__The task__. Give back the entries exactly, ending with the "impl fmt::Display for" line.
*** Begin section ***
//! Porter ステマー。
//!
//! ベクトライザの語彙はこのステマーの出力で学習されているため、規則表は参照実装と
//! 一字一句一致させる必要がある。規則がずれてもエラーにはならず、未知語として
//! 黙って捨てられるだけなので精度だけが静かに落ちる。
use std::{fmt, str::FromStr};

use serde::Deserialize;

/// Porter アルゴリズムの変種。
#[derive(Debug, Clone, Copy, PartialEq, Eq, Default, Deserialize)]
#[serde(rename_all = "snake_case")]
pub enum StemmerMode {
    /// NLTK の既定モード。語彙の学習に使われたのはこれ。
    #[default]
    Nltk,
    /// 1980年の論文どおりの規則。
    Original,
    /// Martin Porter 自身による改訂版。
    Martin,
}

impl StemmerMode {
    #[must_use]
    pub fn as_str(self) -> &'static str {
        match self {
            Self::Nltk => "nltk",
            Self::Original => "original",
            Self::Martin => "martin",
        }
    }
}

impl fmt::Display for StemmerMode {
    fn fmt(&self, f: &mut fmt::Formatter<'_>) -> fmt::Result {
        f.write_str(self.as_str())
    }
}

impl FromStr for StemmerMode {
    type Err = anyhow::Error;

    fn from_str(raw: &str) -> Result<Self, Self::Err> {
        match raw.trim().to_lowercase().as_str() {
            "nltk" | "nltk_extensions" => Ok(Self::Nltk),
            "original" | "original_algorithm" => Ok(Self::Original),
            "martin" | "martin_extensions" => Ok(Self::Martin),
            other => Err(anyhow::anyhow!(
                "unknown stemmer mode '{other}' (expected nltk, original or martin)"
            )),
        }
    }
}

/// NLTK モードでのみ使う不規則形の辞書。
const IRREGULAR_FORMS: [(&str, &str); 16] = [
    ("sky", "sky"),
    ("skies", "sky"),
    ("dying", "die"),
    ("lying", "lie"),
    ("tying", "tie"),
    ("news", "news"),
    ("innings", "inning"),
    ("inning", "inning"),
    ("outings", "outing"),
    ("outing", "outing"),
    ("cannings", "canning"),
    ("canning", "canning"),
    ("howe", "howe"),
    ("proceed", "proceed"),
    ("exceed", "exceed"),
    ("succeed", "succeed"),
];

#[derive(Debug, Clone, Copy, Default)]
pub struct PorterStemmer {
    mode: StemmerMode,
}

struct Rule<'a> {
    suffix: &'static str,
    replacement: &'static str,
    condition: Option<&'a dyn Fn(&str) -> bool>,
}

impl<'a> Rule<'a> {
    fn always(suffix: &'static str, replacement: &'static str) -> Self {
        Self {
            suffix,
            replacement,
            condition: None,
        }
    }

    fn when(
        suffix: &'static str,
        replacement: &'static str,
        condition: &'a dyn Fn(&str) -> bool,
    ) -> Self {
        Self {
            suffix,
            replacement,
            condition: Some(condition),
        }
    }
}

/// 最初に接尾辞が一致した規則だけを評価する。条件を満たさなければ後続の規則は試さない。
fn apply_rules(word: String, rules: &[Rule<'_>]) -> String {
    for rule in rules {
        if let Some(stem) = word.strip_suffix(rule.suffix) {
            if rule.condition.is_none_or(|condition| condition(stem)) {
                return format!("{stem}{}", rule.replacement);
            }
            return word;
        }
    }
    word
}

fn is_vowel_letter(letter: u8) -> bool {
    matches!(letter, b'a' | b'e' | b'i' | b'o' | b'u')
}

/// y は直前が子音なら母音、母音なら子音。連続する y は交互に入れ替わる。
fn is_consonant(word: &[u8], index: usize) -> bool {
    match word[index] {
        letter if is_vowel_letter(letter) => false,
        b'y' => {
            let run = word[..=index]
                .iter()
                .rev()
                .take_while(|&&letter| letter == b'y')
                .count();
            let start = index + 1 - run;
            let first_is_consonant = start == 0 || is_vowel_letter(word[start - 1]);
            if run % 2 == 1 {
                first_is_consonant
            } else {
                !first_is_consonant
            }
        }
        _ => true,
    }
}

/// 語全体の子音判定を先頭から一度に求める。
fn consonant_flags(word: &[u8]) -> Vec<bool> {
    let mut flags: Vec<bool> = Vec::with_capacity(word.len());
    for (index, &letter) in word.iter().enumerate() {
        let consonant = match letter {
            letter if is_vowel_letter(letter) => false,
            b'y' => index == 0 || !flags[index - 1],
            _ => true,
        };
        flags.push(consonant);
    }
    flags
}

/// `[C](VC)^m[V]` の m。
fn measure(stem: &str) -> usize {
    let mut count = 0;
    let mut previous_vowel = false;
    for consonant in consonant_flags(stem.as_bytes()) {
        if consonant && previous_vowel {
            count += 1;
        }
        previous_vowel = !consonant;
    }
    count
}

fn contains_vowel(stem: &str) -> bool {
    consonant_flags(stem.as_bytes())
        .into_iter()
        .any(|consonant| !consonant)
}

fn ends_double_consonant(word: &str) -> bool {
    let bytes = word.as_bytes();
    let len = bytes.len();
    len >= 2 && bytes[len - 1] == bytes[len - 2] && is_consonant(bytes, len - 1)
}

impl PorterStemmer {
    #[must_use]
    pub fn new(mode: StemmerMode) -> Self {
        Self { mode }
    }

    #[must_use]
    pub fn mode(&self) -> StemmerMode {
        self.mode
    }

    /// 単語を語幹に変換する。入力は小文字化してから処理する。
    ///
    /// ASCII 以外の文字を含む語は小文字化のみ行う。正規化器はそうした語を渡さない。
    #[must_use]
    pub fn stem(&self, word: &str) -> String {
        let word = word.to_lowercase();
        if !word.is_ascii() {
            return word;
        }
        if self.mode == StemmerMode::Nltk
            && let Some((_, base)) = IRREGULAR_FORMS.iter().find(|(form, _)| *form == word)
        {
            return (*base).to_string();
        }
        if self.mode != StemmerMode::Original && word.len() <= 2 {
            return word;
        }

        let word = self.step1a(word);
        let word = self.step1b(word);
        let word = self.step1c(word);
        let word = self.step2(word);
        let word = Self::step3(word);
        let word = Self::step4(word);
        let word = self.step5a(word);
        Self::step5b(word)
    }

    /// `*o`: 語幹が cvc で終わり、最後の c が w, x, y ではない。
    fn ends_cvc(&self, word: &str) -> bool {
        let bytes = word.as_bytes();
        let len = bytes.len();
        let classic = len >= 3
            && is_consonant(bytes, len - 3)
            && !is_consonant(bytes, len - 2)
            && is_consonant(bytes, len - 1)
            && !matches!(bytes[len - 1], b'w' | b'x' | b'y');
        let short = self.mode == StemmerMode::Nltk
            && len == 2
            && !is_consonant(bytes, 0)
            && is_consonant(bytes, 1);
        classic || short
    }

    fn step1a(&self, word: String) -> String {
        if self.mode == StemmerMode::Nltk
            && word.len() == 4
            && let Some(stem) = word.strip_suffix("ies")
        {
            return format!("{stem}ie");
        }
        apply_rules(
            word,
            &[
                Rule::always("sses", "ss"),
                Rule::always("ies", "i"),
                Rule::always("ss", "ss"),
                Rule::always("s", ""),
            ],
        )
    }

    fn step1b(&self, word: String) -> String {
        if self.mode == StemmerMode::Nltk
            && let Some(stem) = word.strip_suffix("ied")
        {
            return if word.len() == 4 {
                format!("{stem}ie")
            } else {
                format!("{stem}i")
            };
        }

        if let Some(stem) = word.strip_suffix("eed") {
            return if measure(stem) > 0 {
                format!("{stem}ee")
            } else {
                word
            };
        }

        let Some(stem) = ["ed", "ing"]
            .iter()
            .find_map(|suffix| word.strip_suffix(suffix))
            .filter(|stem| contains_vowel(stem))
        else {
            return word;
        };
        let mut stem = stem.to_string();

        for (suffix, replacement) in [("at", "ate"), ("bl", "ble"), ("iz", "ize")] {
            if let Some(base) = stem.strip_suffix(suffix) {
                return format!("{base}{replacement}");
            }
        }

        if ends_double_consonant(&stem) {
            if !matches!(stem.as_bytes()[stem.len() - 1], b'l' | b's' | b'z') {
                stem.pop();
            }
            return stem;
        }

        if measure(&stem) == 1 && self.ends_cvc(&stem) {
            stem.push('e');
        }
        stem
    }

    fn step1c(&self, word: String) -> String {
        let nltk = |stem: &str| stem.len() > 1 && is_consonant(stem.as_bytes(), stem.len() - 1);
        let original = |stem: &str| contains_vowel(stem);
        let condition: &dyn Fn(&str) -> bool = if self.mode == StemmerMode::Nltk {
            &nltk
        } else {
            &original
        };
        apply_rules(word, &[Rule::when("y", "i", condition)])
    }

    fn step2(&self, word: String) -> String {
        let positive = |stem: &str| measure(stem) > 0;

        if self.mode == StemmerMode::Nltk
            && let Some(stem) = word.strip_suffix("alli")
            && positive(stem)
        {
            return self.step2(format!("{stem}al"));
        }

        // logi の l は語幹側に含めて測る (geo, theo などの短い語幹のため)
        let whole = word.clone();
        let logi_nltk = move |_stem: &str| positive(&whole[..whole.len() - 3]);

        let mut rules = vec![
            Rule::when("ational", "ate", &positive),
            Rule::when("tional", "tion", &positive),
            Rule::when("enci", "ence", &positive),
            Rule::when("anci", "ance", &positive),
            Rule::when("izer", "ize", &positive),
            if self.mode == StemmerMode::Original {
                Rule::when("abli", "able", &positive)
            } else {
                Rule::when("bli", "ble", &positive)
            },
            Rule::when("alli", "al", &positive),
            Rule::when("entli", "ent", &positive),
            Rule::when("eli", "e", &positive),
            Rule::when("ousli", "ous", &positive),
            Rule::when("ization", "ize", &positive),
            Rule::when("ation", "ate", &positive),
            Rule::when("ator", "ate", &positive),
            Rule::when("alism", "al", &positive),
            Rule::when("iveness", "ive", &positive),
            Rule::when("fulness", "ful", &positive),
            Rule::when("ousness", "ous", &positive),
            Rule::when("aliti", "al", &positive),
            Rule::when("iviti", "ive", &positive),
            Rule::when("biliti", "ble", &positive),
        ];
        match self.mode {
            StemmerMode::Nltk => {
                rules.push(Rule::when("fulli", "ful", &positive));
                rules.push(Rule::when("logi", "log", &logi_nltk));
            }
            StemmerMode::Martin => rules.push(Rule::when("logi", "log", &positive)),
            StemmerMode::Original => {}
        }
        apply_rules(word, &rules)
    }

    fn step3(word: String) -> String {
        let positive = |stem: &str| measure(stem) > 0;
        apply_rules(
            word,
            &[
                Rule::when("icate", "ic", &positive),
                Rule::when("ative", "", &positive),
                Rule::when("alize", "al", &positive),
                Rule::when("iciti", "ic", &positive),
                Rule::when("ical", "ic", &positive),
                Rule::when("ful", "", &positive),
                Rule::when("ness", "", &positive),
            ],
        )
    }

    fn step4(word: String) -> String {
        let above_one = |stem: &str| measure(stem) > 1;
        let ion = |stem: &str| measure(stem) > 1 && (stem.ends_with('s') || stem.ends_with('t'));
        apply_rules(
            word,
            &[
                Rule::when("al", "", &above_one),
                Rule::when("ance", "", &above_one),
                Rule::when("ence", "", &above_one),
                Rule::when("er", "", &above_one),
                Rule::when("ic", "", &above_one),
                Rule::when("able", "", &above_one),
                Rule::when("ible", "", &above_one),
                Rule::when("ant", "", &above_one),
                Rule::when("ement", "", &above_one),
                Rule::when("ment", "", &above_one),
                Rule::when("ent", "", &above_one),
                Rule::when("ion", "", &ion),
                Rule::when("ou", "", &above_one),
                Rule::when("ism", "", &above_one),
                Rule::when("ate", "", &above_one),
                Rule::when("iti", "", &above_one),
                Rule::when("ous", "", &above_one),
                Rule::when("ive", "", &above_one),
                Rule::when("ize", "", &above_one),
            ],
        )
    }

    fn step5a(&self, word: String) -> String {
        if let Some(stem) = word.strip_suffix('e') {
            let m = measure(stem);
            if m > 1 || (m == 1 && !self.ends_cvc(stem)) {
                return stem.to_string();
            }
        }
        word
    }

    fn step5b(word: String) -> String {
        if word.ends_with("ll") && measure(&word[..word.len() - 1]) > 1 {
            let mut word = word;
            word.pop();
            return word;
        }
        word
    }
}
*** End section ***
__Your solution__.
//! Porter ステマー。
//!
//! ベクトライザの語彙はこのステマーの出力で学習されているため、規則表は参照実装と
//! 一字一句一致させる必要がある。規則がずれてもエラーにはならず、未知語として
//! 黙って捨てられるだけなので精度だけが静かに落ちる。
use std::{fmt, str::FromStr};

use serde::Deserialize;

/// Porter アルゴリズムの変種。
#[derive(Debug, Clone, Copy, PartialEq, Eq, Default, Deserialize)]
#[serde(rename_all = "snake_case")]
pub enum StemmerMode {
    /// NLTK の既定モード。語彙の学習に使われたのはこれ。
    #[default]
    Nltk,
    /// 1980年の論文どおりの規則。
    Original,
    /// Martin Porter 自身による改訂版。
    Martin,
}

impl StemmerMode {
    #[must_use]
    pub fn as_str(self) -> &'static str {
        match self {
            Self::Nltk => "nltk",
            Self::Original => "original",
            Self::Martin => "martin",
        }
    }
}

impl fmt::Display for StemmerMode {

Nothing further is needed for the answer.